Overall, if I’m being honest, this probably is a decent pick for the Grizz since they did not have a top 3 pick and the opportunity to snag one of the “consensus” top guys. JJJ may not be as NBA ready as some of the other prospects that were selected on draft night, but fortunately, he doesn’t need to be….why you might ask?
Next season, Memphis will not be in the mix for a first round pick, unless they actively tank. Memphis only owns its second round pick in 2019 and has a minuscule chance to pick up an additional second round pick. This means that for the next 2-3 seasons we will be working with expensive, injury prone, and aging talent in Mike, Marc, and Chandler. The bright side is that by the time that those three guys come off the books, Jackson may be ready to be the star that we can build around. Until that time, it looks like we have a new young talent to be excited about; someone who looks to be excited about being here, and is embracing this team, this city.
Grit n grind baby 👀👀‼️lessdothis😁
— Jaren Jackson Jr. 🎰 (@jarenjacksonjr) June 22, 2018
The word of the day has, thus far, been “upside.” JJJ has the highest ceiling. He has the ability to end up the best player in the 2018 draft. These predictions are largely based on per-minute statistical projections instead of realities, which is somewhat disconcerting. JJJ only played about 20 MPG at Michigan State. Is this Izzo’s stubbornness or JJJ unable to justify his presence on the floor due to rampant foul trouble and, perhaps even more worrisome, a lackadaisical attitude.
Undoubtedly, JJJ’s size, skill, and lateral foot-speed make him a tantalizing prospect, and GIFs like the below — where Jackson takes his defender off the dribble with his off hand — are hard to ignore and easy to get irrationally excited about.

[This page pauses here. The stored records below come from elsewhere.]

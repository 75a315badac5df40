//! Redemption state types.
//!
//! This module defines the core data model for the ticket-redemption flow.
//! All types are `Clone` and serde-serializable so they can be stored as
//! JSON documents by the backing stores.

use chrono::{DateTime, Duration, Utc};
use serde::{Deserialize, Serialize};
use sha2::{Digest, Sha256};

// ═══════════════════════════════════════════════════════════════════════
// ID Types
// ═══════════════════════════════════════════════════════════════════════

/// Unique identifier for a ticket owner.
#[derive(Debug, Clone, Copy, PartialEq, Eq, Hash, Serialize, Deserialize)]
pub struct OwnerId(pub uuid::Uuid);

impl OwnerId {
    /// Generate a new random `OwnerId`.
    #[must_use]
    pub fn new() -> Self {
        Self(uuid::Uuid::new_v4())
    }
}

impl Default for OwnerId {
    fn default() -> Self {
        Self::new()
    }
}

impl std::fmt::Display for OwnerId {
    fn fmt(&self, f: &mut std::fmt::Formatter<'_>) -> std::fmt::Result {
        self.0.fmt(f)
    }
}

/// Unique identifier for a logical session.
#[derive(Debug, Clone, Copy, PartialEq, Eq, Hash, Serialize, Deserialize)]
pub struct SessionId(pub uuid::Uuid);

impl SessionId {
    /// Generate a new random `SessionId`.
    #[must_use]
    pub fn new() -> Self {
        Self(uuid::Uuid::new_v4())
    }
}

impl Default for SessionId {
    fn default() -> Self {
        Self::new()
    }
}

impl std::fmt::Display for SessionId {
    fn fmt(&self, f: &mut std::fmt::Formatter<'_>) -> std::fmt::Result {
        self.0.fmt(f)
    }
}

/// Stable identifier for a ticket.
///
/// Derived from owner, context and date key so that issuing the same
/// entitlement twice on the same day yields the same id (idempotent
/// issuance).
#[derive(Debug, Clone, PartialEq, Eq, Hash, Serialize, Deserialize)]
pub struct TicketId(pub String);

impl TicketId {
    /// Derive the ticket id for `(owner, context, date_key)`.
    ///
    /// The id is the hex SHA-256 of the three components, which keeps it
    /// store-safe and fixed-width while preserving the idempotency of the
    /// underlying tuple.
    #[must_use]
    pub fn derive(owner_id: &OwnerId, context: &str, date_key: &str) -> Self {
        let mut hasher = Sha256::new();
        hasher.update(owner_id.0.as_bytes());
        hasher.update(b":");
        hasher.update(context.as_bytes());
        hasher.update(b":");
        hasher.update(date_key.as_bytes());
        let digest = hasher.finalize();
        let hex = digest.iter().fold(String::with_capacity(64), |mut acc, b| {
            use std::fmt::Write;
            let _ = write!(acc, "{b:02x}");
            acc
        });
        Self(hex)
    }
}

impl std::fmt::Display for TicketId {
    fn fmt(&self, f: &mut std::fmt::Formatter<'_>) -> std::fmt::Result {
        self.0.fmt(f)
    }
}

// ═══════════════════════════════════════════════════════════════════════
// Date Keys
// ═══════════════════════════════════════════════════════════════════════

/// Compute the calendar-day key for `now`, shifted into the issuance
/// timezone.
///
/// Tickets are valid only while this key matches their `date_key`, so the
/// offset must be the same one used at issuance time.
#[must_use]
pub fn date_key(now: DateTime<Utc>, issuance_offset_seconds: i32) -> String {
    let shifted = now + Duration::seconds(i64::from(issuance_offset_seconds));
    shifted.format("%Y-%m-%d").to_string()
}

// ═══════════════════════════════════════════════════════════════════════
// Tickets
// ═══════════════════════════════════════════════════════════════════════

/// Lifecycle state of a ticket.
#[derive(Debug, Clone, Copy, PartialEq, Eq, Serialize, Deserialize)]
#[serde(rename_all = "lowercase")]
pub enum TicketStatus {
    /// Issued but not yet redeemed.
    Pending,

    /// Redeemed. `prize` and `used_at` are set, never cleared.
    Used,
}

/// A single-use, day-scoped entitlement to one redemption.
///
/// Tickets are created by issuance (an external collaborator) and mutated
/// only by the transactional redemption commit. `status` transitions
/// `Pending` → `Used` exactly once and is never reversed; `prize` is set
/// iff `status` is `Used`.
#[derive(Debug, Clone, PartialEq, Serialize, Deserialize)]
pub struct Ticket {
    /// Derived, stable ticket id.
    pub id: TicketId,

    /// Owner of the ticket. Only this user may redeem it.
    pub owner_id: OwnerId,

    /// Opaque reference to whatever earned the ticket.
    pub context: String,

    /// Calendar day (issuance timezone) on which the ticket is valid.
    pub date_key: String,

    /// Lifecycle state.
    pub status: TicketStatus,

    /// Prize value, set when the ticket is used.
    pub prize: Option<u32>,

    /// Issuance timestamp.
    pub created_at: DateTime<Utc>,

    /// Redemption timestamp, set when the ticket is used.
    pub used_at: Option<DateTime<Utc>>,
}

impl Ticket {
    /// Construct a `Pending` ticket with the derived idempotent id.
    ///
    /// This is the issuance *data* contract; issuance rules (time windows,
    /// source attribution) live with the caller.
    #[must_use]
    pub fn issue(
        owner_id: OwnerId,
        context: impl Into<String>,
        now: DateTime<Utc>,
        issuance_offset_seconds: i32,
    ) -> Self {
        let context = context.into();
        let date_key = date_key(now, issuance_offset_seconds);
        let id = TicketId::derive(&owner_id, &context, &date_key);
        Self {
            id,
            owner_id,
            context,
            date_key,
            status: TicketStatus::Pending,
            prize: None,
            created_at: now,
            used_at: None,
        }
    }

    /// Whether the ticket is still within its validity day.
    #[must_use]
    pub fn is_valid_on(&self, today: &str) -> bool {
        self.date_key == today
    }
}

// ═══════════════════════════════════════════════════════════════════════
// Leases
// ═══════════════════════════════════════════════════════════════════════

/// Key of an exclusive lease.
///
/// Two tiers exist per redemption: the user lease serializes an owner's
/// attempts across devices, the ticket lease serializes attempts on one
/// ticket id. Acquisition order is always user before ticket.
#[derive(Debug, Clone, PartialEq, Eq, Hash, Serialize, Deserialize)]
pub enum LeaseKey {
    /// Per-ticket lease.
    Ticket(TicketId),

    /// Per-user lease.
    User(OwnerId),
}

impl LeaseKey {
    /// Render the key in its storage form (`ticket:{id}` / `user:{id}`).
    #[must_use]
    pub fn storage_key(&self) -> String {
        match self {
            Self::Ticket(id) => format!("ticket:{id}"),
            Self::User(id) => format!("user:{id}"),
        }
    }
}

impl std::fmt::Display for LeaseKey {
    fn fmt(&self, f: &mut std::fmt::Formatter<'_>) -> std::fmt::Result {
        f.write_str(&self.storage_key())
    }
}

/// A time-bounded mutual-exclusion record.
///
/// At most one non-expired lease may exist per key. An expired lease is
/// reclaimable: any caller may delete and recreate it.
#[derive(Debug, Clone, PartialEq, Serialize, Deserialize)]
pub struct Lease {
    /// Resource the lease covers.
    pub key: LeaseKey,

    /// Opaque holder identity (device fingerprint or generated id).
    /// Diagnostic metadata only, never compared cryptographically.
    pub holder: String,

    /// Acquisition timestamp.
    pub created_at: DateTime<Utc>,

    /// Expiry timestamp; past this point the lease is stale.
    pub expires_at: DateTime<Utc>,
}

impl Lease {
    /// Build a lease starting at `now` with the given time-to-live.
    #[must_use]
    pub fn new(key: LeaseKey, holder: impl Into<String>, now: DateTime<Utc>, ttl: Duration) -> Self {
        Self {
            key,
            holder: holder.into(),
            created_at: now,
            expires_at: now + ttl,
        }
    }

    /// Whether the lease is past its expiry and therefore reclaimable.
    #[must_use]
    pub fn is_expired(&self, now: DateTime<Utc>) -> bool {
        now > self.expires_at
    }
}

// ═══════════════════════════════════════════════════════════════════════
// Guard Records
// ═══════════════════════════════════════════════════════════════════════

/// Per-owner redemption pacing record.
#[derive(Debug, Clone, PartialEq, Serialize, Deserialize)]
pub struct RateLimitRecord {
    /// Owner being paced.
    pub owner_id: OwnerId,

    /// Timestamp of the most recent allowed redemption attempt.
    pub last_redemption_at: DateTime<Utc>,

    /// Running count of allowed attempts.
    pub count: u64,
}

/// Session-activity record for one `(owner, session)` pair.
#[derive(Debug, Clone, PartialEq, Serialize, Deserialize)]
pub struct SessionRecord {
    /// Owner the session belongs to.
    pub owner_id: OwnerId,

    /// Logical session identifier supplied by the caller.
    pub session_id: SessionId,

    /// Last time this session touched the redemption flow.
    pub last_activity_at: DateTime<Utc>,
}

impl SessionRecord {
    /// Whether the session counts as fresh for the conflict scan.
    #[must_use]
    pub fn is_fresh(&self, now: DateTime<Utc>, idle_timeout: Duration) -> bool {
        now - self.last_activity_at < idle_timeout
    }
}

// ═══════════════════════════════════════════════════════════════════════
// Ledger
// ═══════════════════════════════════════════════════════════════════════

/// One reward-ledger line.
///
/// Keyed by ticket id so that recording the same redemption twice is a
/// no-op, which is what makes post-crash replay safe.
#[derive(Debug, Clone, PartialEq, Serialize, Deserialize)]
pub struct LedgerEntry {
    /// Ticket that produced the reward (idempotency key).
    pub ticket_id: TicketId,

    /// Credited owner.
    pub owner_id: OwnerId,

    /// Credited amount.
    pub amount: u32,

    /// Human-readable reason, e.g. `spin_prize`.
    pub reason: String,

    /// When the entry was written.
    pub recorded_at: DateTime<Utc>,
}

Have to thank @SBN_Ricky for GIFing this to make it easier to embed. Look at this JJJ drive w/ his off-hand. Not a lot of bigs can do this. A lot of stuff just *pops* when you watch JJJ work. pic.twitter.com/22SxzKOdEI
— Peter Edmiston (@peteredmiston) June 12, 2018
An important factor in JJJ’s “upside” is that the upside is actually achieved. If he never maxes out his RPMs, what’s the point of buying the car? To accomplish this goal, the Grizzlies must do something they’ve arguably never been able to do: develop and foster young talent. A quick glance at the Grizz’s young player history certainly doesn’t bode anything but ominous clouds:
I’m excited to see what Memphis does with the 4th pick. Their last 10 years of picks below including 2008 when they flipped Love for OJ Mayo. pic.twitter.com/7WCoY4fpG3
— Bill Simmons (@BillSimmons) June 19, 2018
Rumors abound that newly crowned coach J.B. Bickerstaff and his staff intend to intensify their focus on player development are welcomed — but as my cynicism will only modestly allow — I’ll believe it when I see it. JJJ is their first real test, and I agree his success will only be maximized if used properly in the system. Maybe we’re already seeing signs of this renewed energy — interestingly, it seems Bickerstaff’s phone call to JJJ on Wednesday really sealed the deal of his vision for Jaren in Memphis. He’s a ball hawk that will block shots, has the lateral quickness to guard anyone in the pick-and-roll, and can step out and hit the outside shot at a surprisingly good clip (never mind his unconventional shot release). I believe he’ll be — at minimum — a Serge Ibaka. But I fear his potential will only be maximized when Marc Gasol isn’t on the court. Is this the start of a low-key sneaky rebuild despite the front office’s insistence that we intend to win games next year? I’ll leave that to Conspiracy Slim, but in the meantime, I’ll be [Kermit drinking tea meme].